Based on my experience analyzing DAO governance structures during the 2022 liquidity crunch, I’ve learned that “delegation” often masks concentration. The proposal doesn’t specify who these “individual participants” are. Are they the usual suspects—core team members, early contributors, loud Twitter voices? If so, the power doesn’t disperse; it just relabels. The 1-of-1 becomes a 5-of-5 where all five sit in the same Telegram group. Watch the flow, not the flood.

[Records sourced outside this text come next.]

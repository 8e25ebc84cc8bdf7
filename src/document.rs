//! Source document access.
//!
//! [`SourceDocument`] is everything the signing pass needs from a reader:
//! the latest xref section's positions, the trailer, and object resolution.
//! Page lookup and signature counting are derived from those three.
//!
//! [`PdfDocument`] implements it for files with classic xref tables.

use crate::error::{Error, Result};
use crate::object::{Dictionary, Object, ObjectRef};
use crate::parser::parse_indirect_object_at;
use crate::xref::{find_xref_offset, parse_xref_section, XrefEntry, XrefInformation, XrefKind};
use std::cell::RefCell;
use std::collections::{BTreeMap, HashMap, HashSet};
use std::io::Cursor;
use std::path::Path;

/// Maximum nesting of `/Kids` in the page tree
const MAX_PAGE_TREE_DEPTH: u32 = 64;

/// Maximum length of a `/Prev` chain
const MAX_PREV_CHAIN: u32 = 100;

/// Read access to the PDF being signed.
pub trait SourceDocument {
    /// Positions and counts of the latest xref section.
    fn xref_information(&self) -> &XrefInformation;

    /// The latest trailer dictionary.
    fn trailer(&self) -> &Dictionary;

    /// Load an indirect object.
    fn resolve(&self, obj_ref: ObjectRef) -> Result<Object>;

    /// Follow `obj` if it is a reference, otherwise clone it.
    fn resolve_value(&self, obj: &Object) -> Result<Object> {
        match obj {
            Object::Reference(r) => self.resolve(*r),
            other => Ok(other.clone()),
        }
    }

    /// Reference to the document catalog from the trailer's `/Root`.
    fn root_ref(&self) -> Result<ObjectRef> {
        let root = self
            .trailer()
            .get("Root")
            .ok_or_else(|| Error::TrailerFieldNotFound("Root".to_string()))?;
        root.as_reference().ok_or_else(|| Error::InvalidObjectType {
            expected: "Reference".to_string(),
            found: root.type_name().to_string(),
        })
    }

    /// The document catalog dictionary.
    fn catalog(&self) -> Result<Dictionary> {
        Ok(self.resolve(self.root_ref()?)?.expect_dict()?.clone())
    }

    /// The interactive form dictionary, if the catalog has one.
    fn acroform(&self) -> Result<Option<Dictionary>> {
        match self.catalog()?.get("AcroForm") {
            Some(value) => Ok(Some(self.resolve_value(value)?.expect_dict()?.clone())),
            None => Ok(None),
        }
    }

    /// All leaf pages in document order.
    fn page_refs(&self) -> Result<Vec<ObjectRef>> {
        let catalog = self.catalog()?;
        let pages_ref = match catalog.get("Pages").and_then(Object::as_reference) {
            Some(r) => r,
            None => return Ok(Vec::new()),
        };

        let mut refs = Vec::new();
        let mut visited = HashSet::new();
        collect_pages(self, pages_ref, 0, &mut visited, &mut refs)?;
        Ok(refs)
    }

    /// Reference to the page with 1-based number `page_number`.
    fn page_by_number(&self, page_number: u32) -> Result<ObjectRef> {
        let refs = self.page_refs()?;
        let not_found = || Error::PageNotFound {
            requested: page_number,
            count: refs.len(),
        };

        let index = usize::try_from(page_number)
            .ok()
            .and_then(|n| n.checked_sub(1))
            .ok_or_else(not_found)?;
        refs.get(index).copied().ok_or_else(not_found)
    }

    /// Number of `/FT /Sig` fields already listed in `/AcroForm /Fields`.
    fn existing_signature_count(&self) -> Result<usize> {
        let acroform = match self.acroform()? {
            Some(form) => form,
            None => return Ok(0),
        };
        let fields = match acroform.get("Fields") {
            Some(value) => self.resolve_value(value)?,
            None => return Ok(0),
        };

        let mut count = 0;
        for field in fields.as_array().map(Vec::as_slice).unwrap_or_default() {
            let field = self.resolve_value(field)?;
            if field.as_dict().and_then(|d| d.get("FT")).and_then(Object::as_name) == Some("Sig") {
                count += 1;
            }
        }
        Ok(count)
    }
}

fn collect_pages<D: SourceDocument + ?Sized>(
    doc: &D,
    node_ref: ObjectRef,
    depth: u32,
    visited: &mut HashSet<ObjectRef>,
    refs: &mut Vec<ObjectRef>,
) -> Result<()> {
    if depth > MAX_PAGE_TREE_DEPTH {
        return Err(Error::RecursionLimitExceeded(MAX_PAGE_TREE_DEPTH));
    }
    if !visited.insert(node_ref) {
        return Err(Error::CircularReference(node_ref));
    }

    let node = doc.resolve(node_ref)?;
    let dict = node.expect_dict()?;
    let kids = dict.get("Kids").and_then(Object::as_array);

    match (dict.get("Type").and_then(Object::as_name), kids) {
        (Some("Page"), _) | (None, None) => refs.push(node_ref),
        (_, Some(kids)) => {
            for kid in kids {
                if let Some(kid_ref) = kid.as_reference() {
                    collect_pages(doc, kid_ref, depth + 1, visited, refs)?;
                }
            }
        },
        (Some(other), None) => log::warn!("Skipping page tree node {} of type /{}", node_ref, other),
    }

    Ok(())
}

/// A PDF file loaded into memory with a classic xref table.
///
/// ```no_run
/// use pdf_sigstamp::document::{PdfDocument, SourceDocument};
///
/// let doc = PdfDocument::open("contract.pdf")?;
/// println!("{} objects, {} signatures", doc.xref_information().item_count, doc.existing_signature_count()?);
/// # Ok::<(), pdf_sigstamp::error::Error>(())
/// ```
pub struct PdfDocument {
    data: Vec<u8>,
    version: (u8, u8),
    info: XrefInformation,
    trailer: Dictionary,
    entries: BTreeMap<u32, XrefEntry>,
    object_cache: RefCell<HashMap<ObjectRef, Object>>,
}

impl std::fmt::Debug for PdfDocument {
    fn fmt(&self, f: &mut std::fmt::Formatter<'_>) -> std::fmt::Result {
        f.debug_struct("PdfDocument")
            .field("version", &self.version)
            .field("xref", &self.info)
            .field("xref_entries", &self.entries.len())
            .finish_non_exhaustive()
    }
}

impl PdfDocument {
    /// Read and index the file at `path`.
    pub fn open(path: impl AsRef<Path>) -> Result<Self> {
        let data = std::fs::read(path.as_ref())?;
        Self::from_bytes(data)
    }

    /// Index an in-memory PDF.
    ///
    /// # Errors
    ///
    /// Returns an error if the header is missing, `startxref` cannot be
    /// found, or the latest xref section cannot be scanned.
    pub fn from_bytes(data: Vec<u8>) -> Result<Self> {
        let version = parse_header(&data)?;
        let offset = find_xref_offset(&mut Cursor::new(data.as_slice()))?;
        let latest = parse_xref_section(&data, offset)?;

        let mut entries = latest.entries;
        if latest.info.kind == XrefKind::Table {
            merge_previous_sections(&data, &latest.trailer, &mut entries)?;
        }

        log::debug!(
            "Opened PDF {}.{}: {} xref, {} rows",
            version.0,
            version.1,
            latest.info.kind,
            entries.len()
        );

        Ok(Self {
            data,
            version,
            info: latest.info,
            trailer: latest.trailer,
            entries,
            object_cache: RefCell::new(HashMap::new()),
        })
    }

    /// PDF version from the header as (major, minor).
    pub fn version(&self) -> (u8, u8) {
        self.version
    }

    /// Raw file bytes.
    pub fn data(&self) -> &[u8] {
        &self.data
    }

    /// Xref rows of the latest section merged with older `/Prev` sections.
    pub fn xref_entries(&self) -> &BTreeMap<u32, XrefEntry> {
        &self.entries
    }
}

/// Follow `/Prev` links; rows from newer sections win.
fn merge_previous_sections(
    data: &[u8],
    trailer: &Dictionary,
    entries: &mut BTreeMap<u32, XrefEntry>,
) -> Result<()> {
    let mut prev = trailer.get("Prev").and_then(Object::as_integer);
    let mut seen = HashSet::new();

    while let Some(offset) = prev {
        let offset = u64::try_from(offset).map_err(|_| Error::InvalidXref)?;
        if !seen.insert(offset) {
            return Err(Error::InvalidPdf(format!("xref /Prev chain loops at byte {}", offset)));
        }
        if seen.len() as u32 > MAX_PREV_CHAIN {
            return Err(Error::InvalidPdf(format!("xref /Prev chain exceeds {} sections", MAX_PREV_CHAIN)));
        }

        let section = parse_xref_section(data, offset)?;
        if section.info.kind != XrefKind::Table {
            log::warn!("Ignoring /Prev xref stream at byte {}", offset);
            break;
        }
        for (id, entry) in section.entries {
            entries.entry(id).or_insert(entry);
        }
        prev = section.trailer.get("Prev").and_then(Object::as_integer);
    }

    Ok(())
}

/// Parse `%PDF-M.m` within the first KiB.
fn parse_header(data: &[u8]) -> Result<(u8, u8)> {
    let window = &data[..data.len().min(1024)];
    let marker = b"%PDF-";
    let pos = window
        .windows(marker.len())
        .position(|w| w == marker)
        .ok_or_else(|| Error::InvalidPdf("missing %PDF- header".to_string()))?;

    let version = &window[pos + marker.len()..];
    match version {
        [major, b'.', minor, ..] if major.is_ascii_digit() && minor.is_ascii_digit() => {
            Ok((major - b'0', minor - b'0'))
        },
        _ => Err(Error::InvalidPdf("malformed PDF version".to_string())),
    }
}

impl SourceDocument for PdfDocument {
    fn xref_information(&self) -> &XrefInformation {
        &self.info
    }

    fn trailer(&self) -> &Dictionary {
        &self.trailer
    }

    fn resolve(&self, obj_ref: ObjectRef) -> Result<Object> {
        if let Some(cached) = self.object_cache.borrow().get(&obj_ref) {
            return Ok(cached.clone());
        }

        let entry = self
            .entries
            .get(&obj_ref.id)
            .filter(|e| e.in_use && e.generation == obj_ref.gen)
            .ok_or(Error::ObjectNotFound(obj_ref.id, obj_ref.gen))?;

        let offset = usize::try_from(entry.offset).map_err(|_| Error::ObjectNotFound(obj_ref.id, obj_ref.gen))?;
        let (found, object) = parse_indirect_object_at(&self.data, offset)?;
        if found != obj_ref {
            return Err(Error::ParseError {
                offset,
                reason: format!("expected object {} but found {}", obj_ref, found),
            });
        }

        log::debug!("Resolved {} at byte {} ({})", obj_ref, offset, object.type_name());
        self.object_cache.borrow_mut().insert(obj_ref, object.clone());
        Ok(object)
    }
}

#[cfg(test)]
mod tests {
    use super::*;

    /// Assemble a classic PDF from object bodies, numbering them from 1.
    fn build_pdf(bodies: &[&str], trailer_extra: &str) -> Vec<u8> {
        let mut out = b"%PDF-1.7\n".to_vec();
        let mut offsets = Vec::new();
        for (i, body) in bodies.iter().enumerate() {
            offsets.push(out.len());
            out.extend_from_slice(format!("{} 0 obj\n{}\nendobj\n", i + 1, body).as_bytes());
        }
        let xref_pos = out.len();
        out.extend_from_slice(format!("xref\n0 {}\n", bodies.len() + 1).as_bytes());
        out.extend_from_slice(&XrefEntry::free(0, 65535).to_bytes().unwrap());
        for offset in offsets {
            out.extend_from_slice(&XrefEntry::in_use(offset as u64).to_bytes().unwrap());
        }
        out.extend_from_slice(
            format!(
                "trailer\n<< /Size {} {}>>\nstartxref\n{}\n%%EOF\n",
                bodies.len() + 1,
                trailer_extra,
                xref_pos
            )
            .as_bytes(),
        );
        out
    }

    fn two_page_doc() -> PdfDocument {
        let data = build_pdf(
            &[
                "<< /Type /Catalog /Pages 2 0 R >>",
                "<< /Type /Pages /Kids [3 0 R 4 0 R] /Count 2 >>",
                "<< /Type /Page /Parent 2 0 R >>",
                "<< /Type /Pages /Parent 2 0 R /Kids [5 0 R] /Count 1 >>",
                "<< /Type /Page /Parent 4 0 R >>",
            ],
            "/Root 1 0 R ",
        );
        PdfDocument::from_bytes(data).unwrap()
    }

    #[test]
    fn test_open_reads_version_and_xref() {
        let doc = two_page_doc();
        assert_eq!(doc.version(), (1, 7));
        assert_eq!(doc.xref_information().kind, XrefKind::Table);
        assert_eq!(doc.xref_information().item_count, 6);
        assert_eq!(doc.root_ref().unwrap(), ObjectRef::new(1, 0));
    }

    #[test]
    fn test_pages_in_document_order() {
        let doc = two_page_doc();
        assert_eq!(doc.page_refs().unwrap(), vec![ObjectRef::new(3, 0), ObjectRef::new(5, 0)]);
        assert_eq!(doc.page_by_number(2).unwrap(), ObjectRef::new(5, 0));
    }

    #[test]
    fn test_page_number_out_of_range() {
        let doc = two_page_doc();
        assert!(matches!(doc.page_by_number(3), Err(Error::PageNotFound { requested: 3, count: 2 })));
        assert!(matches!(doc.page_by_number(0), Err(Error::PageNotFound { requested: 0, .. })));
    }

    #[test]
    fn test_page_tree_cycle_is_reported() {
        let data = build_pdf(
            &[
                "<< /Type /Catalog /Pages 2 0 R >>",
                "<< /Type /Pages /Kids [3 0 R] >>",
                "<< /Type /Pages /Kids [2 0 R] >>",
            ],
            "/Root 1 0 R ",
        );
        let doc = PdfDocument::from_bytes(data).unwrap();
        assert!(matches!(doc.page_refs(), Err(Error::CircularReference(_))));
    }

    #[test]
    fn test_missing_root_is_trailer_field_error() {
        let data = build_pdf(&["<< /Type /Catalog >>"], "");
        let doc = PdfDocument::from_bytes(data).unwrap();
        assert!(matches!(doc.root_ref(), Err(Error::TrailerFieldNotFound(ref key)) if key == "Root"));
    }

    #[test]
    fn test_counts_existing_signature_fields() {
        let data = build_pdf(
            &[
                "<< /Type /Catalog /Pages 2 0 R /AcroForm << /Fields [4 0 R 5 0 R 6 0 R] >> >>",
                "<< /Type /Pages /Kids [3 0 R] /Count 1 >>",
                "<< /Type /Page /Parent 2 0 R >>",
                "<< /FT /Sig /T (Signature 1) >>",
                "<< /FT /Tx /T (Name) >>",
                "<< /FT /Sig /T (Signature 2) >>",
            ],
            "/Root 1 0 R ",
        );
        let doc = PdfDocument::from_bytes(data).unwrap();
        assert_eq!(doc.existing_signature_count().unwrap(), 2);
    }

    #[test]
    fn test_no_acroform_means_no_signatures() {
        assert_eq!(two_page_doc().existing_signature_count().unwrap(), 0);
    }

    #[test]
    fn test_resolve_unknown_object() {
        let doc = two_page_doc();
        assert!(matches!(doc.resolve(ObjectRef::new(40, 0)), Err(Error::ObjectNotFound(40, 0))));
    }

    #[test]
    fn test_rejects_missing_header() {
        assert!(matches!(PdfDocument::from_bytes(b"hello".to_vec()), Err(Error::InvalidPdf(_))));
    }
}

The core insight here is about the nature of dormant capital. That 5 million ENS wasn’t just sitting; it was a safety buffer. Activating it for voting sounds efficient, but it changes the incentive dynamics. When you give voting power to individuals who didn’t earn it through stake or work, you attract rent-seeking. Delegates may vote not for the protocol’s long-term health but for their own agendas—or worse, they may never vote at all. The proposal says “participants,” but participation in most DAOs hovers below 5%. Delegation without engagement is just theatrical governance.

Now the contrarian angle. The real problem isn’t the 1-of-1 multisig. It’s that ENS DAO has no mechanism to hold delegates accountable. In traditional corporate governance, board members face fiduciary duty. In DAOs, delegates can vote arbitrarily, sell their tokens, and vanish. The proposal does nothing to address this. It swaps a single point of technical risk for a distributed network of unaccountable actors. Regulation chases shadows. The SEC might relax if they see more signatures, but the systemic risk remains.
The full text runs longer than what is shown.